The present invention relates to the field of the drying apparatus, in particular to a drying heat pump system for printing press, having low wind resistance and high efficiencies of air supply/heat recovery.

BACKGROUND

Drying heat pumps system was used widely in the printing industry, for example, for drying presswork, surface spraying of products, electronic elements, thermosetting cement, heat-set ink, spurt draws, printing, clothing printing, dyeing and printing, foodstuff, etc, due to its high energy-efficiency, flexible control mode and environment-friendly properties.
Conventional drying heat pump system for printing press consists of drying unit which is connected to a drying chamber. Its work principle is that, fresh air was heated by the drying unit and then entered the drying chamber to dry desired presswork, and the moist/hot air generated during the drying process is recycled back to the drying unit in which the hot air will be heat-exchanged with fresh air, thereby heat energy can be recycled. Therefore the performance of drying unit will rely on its own heat energy efficiency.
Chinese patent CN204020225U disclosed an air duct system for drying unit for printing press, wherein FIGS. 1 & 2 show the structure of the duct, the external panels of the duct are omitted for depicting the internal structure of the duct clearer. As shown in FIGS. 1 & 2, the portions 2, 4, 9, 10 & 12 are constituted with the external panels respectively, to form a first air inlet duct 2, a second air inlet duct 4, a first air return duct 9, a second air return duct 10 and an air outlet duct 12. The unit comprises an air outlet 13, an air inlet 1, a sensible heat exchanger 3, condensers 5 and evaporators 11 configured adjacently and horizontally, and a condensation fan 6.
Fresh air entered the sensible heat exchanger 3 through the air inlet 1 and the first air inlet duct 2 which are configured at the rear of the drying unit, then the fresh air is heat-exchanged with the hot air, and the heated fresh air enters the condenser 5 through the second air inlet duct 4 at the front of the drying unit, for further heating, the further heated air is blown into the drying chamber by the condensation fan 6 and an air outlet 7, for drying the presswork.
The moist/hot air generated during the drying process enters the sensible heat exchanger 3 through an air return inlet 8 and the first air return duct 9, and is then heat-exchanged with the fresh air, the cooled air is induced to the evaporator 11 through the second air return duct 10, for further cooling, and is eventually exhausted from the air outlet duct 12 and air outlet 13 which are configured at the rear of the drying unit.
However, the mentioned drying unit has the following drawbacks:
(1) The structure of internal ducts is complicated, causing high wind resistance, and thereby reducing the efficiencies of air-supply and heat recovery.
(2) The first air inlet duct 2, the second air inlet duct 4, the first air return duct 9, the second air return duct 10 and the air outlet duct 12 are constituted as airproof ducts by means of external panels, however air leakage will occur if the external panels are slackened off, reducing the performance of air-supply and heat recovery.

SUMMARY OF THE INVENTION

There is provided a drying heat pump system for printing press, having simple duct arrangement, low wind resistance and high efficiencies of air flow and heat recovery.
The drying heat pump system for printing press comprises dryer unit, wherein said dryer unit comprises

- a sensible heat exchanger having a fresh-air inlet surface, a fresh-air outlet surface being opposite to the fresh-air inlet surface, a return-air inlet surface, and a return-air outlet surface being opposite to the return-air inlet surface; an air inlet is configured in the drying unit, facing towards the fresh-air inlet surface, and an air return inlet is configured in the drying unit, facing towards the return-air inlet surface;
- a condenser having a condenser air inlet surface, the condenser air inlet surface and the fresh-air outlet surface are configured to face each other and have an identical area;
- an evaporator having an evaporator air inlet surface, the evaporator air inlet surface and the return-air outlet surface are configured to face each other and have an identical area.

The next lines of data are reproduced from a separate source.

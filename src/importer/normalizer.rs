// ==========================================
// 零售库存调货建议生成系统 - 记录清洗校验器
// ==========================================
// 职责: 结构校验 / 非负整数转换 / 业务清洗 / 派生字段计算
// 输入: RawSheet(文件解析产物)
// 输出: Vec<InventoryRecord>, 或整体拒绝(不静默丢行)
// ==========================================

use crate::domain::record::{InventoryRecord, RawSheet};
use crate::domain::types::RpType;
use crate::importer::error::{ImportError, ImportResult};

/// 必要栏位(源数据契约)
pub const REQUIRED_COLUMNS: [&str; 12] = [
    "Article",
    "Article Description",
    "RP Type",
    "Site",
    "OM",
    "MOQ",
    "SaSa Net Stock",
    "Target",
    "Pending Received",
    "Safety Stock",
    "Last Month Sold Qty",
    "MTD Sold Qty",
];

/// 销量异常上限: 超出即限幅并记录备注
pub const SALES_OUTLIER_CAP: u32 = 100_000;

// ==========================================
// RecordNormalizer - 记录清洗校验器
// ==========================================
pub struct RecordNormalizer;

impl RecordNormalizer {
    pub fn new() -> Self {
        Self
    }

    /// 校验并标准化整个数据集
    ///
    /// # 规则
    /// 1. 必要栏位缺失 → MissingColumns, 整体失败
    /// 2. 数量字段无法转换为非负整数 → TypeConversionError, 整体失败
    /// 3. 销量超过 100000 → 限幅为 100000, 记录备注
    /// 4. RP Type 非 ND/RF → 回退为 ND, 记录备注
    /// 5. 派生字段计算一次并缓存
    pub fn normalize(&self, sheet: &RawSheet) -> ImportResult<Vec<InventoryRecord>> {
        self.validate_columns(sheet)?;

        let mut records = Vec::with_capacity(sheet.rows.len());
        for (idx, row) in sheet.rows.iter().enumerate() {
            // 行号按文件行计(首行为表头)
            let row_no = idx + 2;
            records.push(self.normalize_row(row_no, row)?);
        }

        Ok(records)
    }

    /// 结构校验: 所有必要栏位必须存在
    fn validate_columns(&self, sheet: &RawSheet) -> ImportResult<()> {
        let missing: Vec<String> = REQUIRED_COLUMNS
            .iter()
            .filter(|col| !sheet.has_column(col))
            .map(|col| col.to_string())
            .collect();

        if missing.is_empty() {
            Ok(())
        } else {
            Err(ImportError::MissingColumns(missing))
        }
    }

    /// 清洗单行
    fn normalize_row(
        &self,
        row_no: usize,
        row: &std::collections::HashMap<String, String>,
    ) -> ImportResult<InventoryRecord> {
        let text = |col: &str| -> String {
            row.get(col).map(|v| v.trim().to_string()).unwrap_or_default()
        };

        let mut notes: Vec<String> = Vec::new();

        // RP Type: 非 ND/RF 回退为 ND
        let rp_raw = text("RP Type");
        let rp_type = match RpType::parse(&rp_raw) {
            Some(rp) => rp,
            None => {
                notes.push("RP Type无效，已设为ND".to_string());
                RpType::Nd
            }
        };

        let moq = self.coerce_quantity(row_no, "MOQ", &text("MOQ"))?;
        let net_stock = self.coerce_quantity(row_no, "SaSa Net Stock", &text("SaSa Net Stock"))?;
        let target = self.coerce_quantity(row_no, "Target", &text("Target"))?;
        let pending_received =
            self.coerce_quantity(row_no, "Pending Received", &text("Pending Received"))?;
        let safety_stock = self.coerce_quantity(row_no, "Safety Stock", &text("Safety Stock"))?;
        let mut last_month_sold =
            self.coerce_quantity(row_no, "Last Month Sold Qty", &text("Last Month Sold Qty"))?;
        let mut mtd_sold = self.coerce_quantity(row_no, "MTD Sold Qty", &text("MTD Sold Qty"))?;

        // 销量异常限幅
        if last_month_sold > SALES_OUTLIER_CAP || mtd_sold > SALES_OUTLIER_CAP {
            notes.push(format!("销量异常值已限制为{}", SALES_OUTLIER_CAP));
            last_month_sold = last_month_sold.min(SALES_OUTLIER_CAP);
            mtd_sold = mtd_sold.min(SALES_OUTLIER_CAP);
        }

        let mut record = InventoryRecord {
            article: text("Article"),
            article_desc: text("Article Description"),
            rp_type,
            site: text("Site"),
            om: text("OM"),
            moq,
            safety_stock,
            net_stock,
            pending_received,
            target,
            last_month_sold,
            mtd_sold,
            available_stock: 0,
            effective_sales: 0,
            notes: notes.join("; "),
        };
        record.compute_derived();

        Ok(record)
    }

    /// 数量字段转换: 非负整数; 空白视为 0; 小数向下取整
    fn coerce_quantity(&self, row_no: usize, field: &str, value: &str) -> ImportResult<u32> {
        if value.is_empty() {
            return Ok(0);
        }

        if let Ok(v) = value.parse::<u32>() {
            return Ok(v);
        }

        // Excel 数值单元格可能带小数表示(如 "5.0")
        if let Ok(v) = value.parse::<f64>() {
            if v.is_finite() && v >= 0.0 && v <= u32::MAX as f64 {
                return Ok(v.trunc() as u32);
            }
        }

        Err(ImportError::TypeConversionError {
            row: row_no,
            field: field.to_string(),
            value: value.to_string(),
        })
    }
}

impl Default for RecordNormalizer {
    fn default() -> Self {
        Self::new()
    }
}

In some embodiments, a first air inlet interval is provided between the air inlet and the fresh-air inlet surface, and an airproof material is used to surround the first air inlet interval, to form a first airproof air inlet duct.
Furthermore, a second air inlet interval is provided between the fresh-air outlet surface and the condenser air inlet surface, and an airproof material is used to surround the second air inlet interval, to form a second airproof air inlet duct.
Furthermore, an air return interval is provided between the return-air outlet surface and the evaporator air inlet surface, and an airproof material is used to surround the air return interval, to form an airproof air return duct.
In some embodiments, a return-air guide ring is configured between the return-air inlet surface and the air return inlet, for uniformly inducing return air from the air return inlet to the return-air inlet surface.
Furthermore, the evaporator has an evaporator air outlet surface, and an exhaust guide ring is configured between the evaporator air outlet surface and an air outlet provided in the drying unit.
Furthermore, the condenser has a condenser air outlet surface, and the drying unit also comprises a condensation fan that is connected to the condenser air outlet surface, an air guide ring is configured between the condensation fan and the condenser air outlet surface.
In some embodiments, the heat pump also comprises an air volume detector which comprises a duct and a differential pressure transmitter connected to the duct.
The drying unit comprises an air outlet connected to the condensation fan, and the duct is configured at the air outlet.
In some embodiments, the air outlet and the air return inlet are both provided on an identical side of the drying unit.
In some embodiments, the air inlet and the air outlet are both provided on an identical side of the drying unit.
Compared to the prior art, the present invention possesses the following advantages:
The industrial drying heat pump system for printing press, according to the present invention, eliminates complicated ducts designs between the sensible heat exchanger and the air inlet, between the sensible heat exchanger and the condenser, between the sensible heat exchanger and the evaporator. Instead, the present invention is configured in the manner of that the condenser air inlet surface and the fresh-air outlet surface are configured to face each other and have an identical area, the evaporator air inlet surface and the return-air outlet surface are configured to face each other and have an identical area. Thus, the fresh air enters the fresh-air inlet surface, then enters the condenser air inlet surface through the fresh-air outlet surface, and the return air enters the evaporator air inlet surface through the return-air outlet surface. The present invention has a compact structure and a simple arrangement, and eliminates complicated ducts design, such structure and arrangement reduce wind resistance and greatly improve the efficiencies of air flow/heat recovery.
Furthermore, the first air inlet duct, formed by airproof materials surrounding the first air inlet interval, is configured between the air inlet and the fresh-air inlet surface; the second air inlet duct, formed by airproof materials surrounding the second air inlet interval, is configured between the fresh-air outlet surface and the condenser air inlet surface; the air return duct, formed by airproof materials surrounding the air return interval, is configured between the return-air outlet surface and the evaporator air inlet surface. Also, condenser air inlet surface and the fresh-air outlet surface have an identical area, and the return-air outlet surface and the evaporator air inlet surface have an identical area. This ensures that air can enter the sensible heat exchanger, the condenser and the evaporator uniformly, and energy consumption due to wind resistance can be reduced.
Furthermore, the drying heat pump system according to the present invention is also provided with the system comprises an air volume detector at the air outlet, which measures an air volume. Based on the required air volume, the actual air volume may be adjusted. The embodiment can adjust the air volume precisely, and save energy.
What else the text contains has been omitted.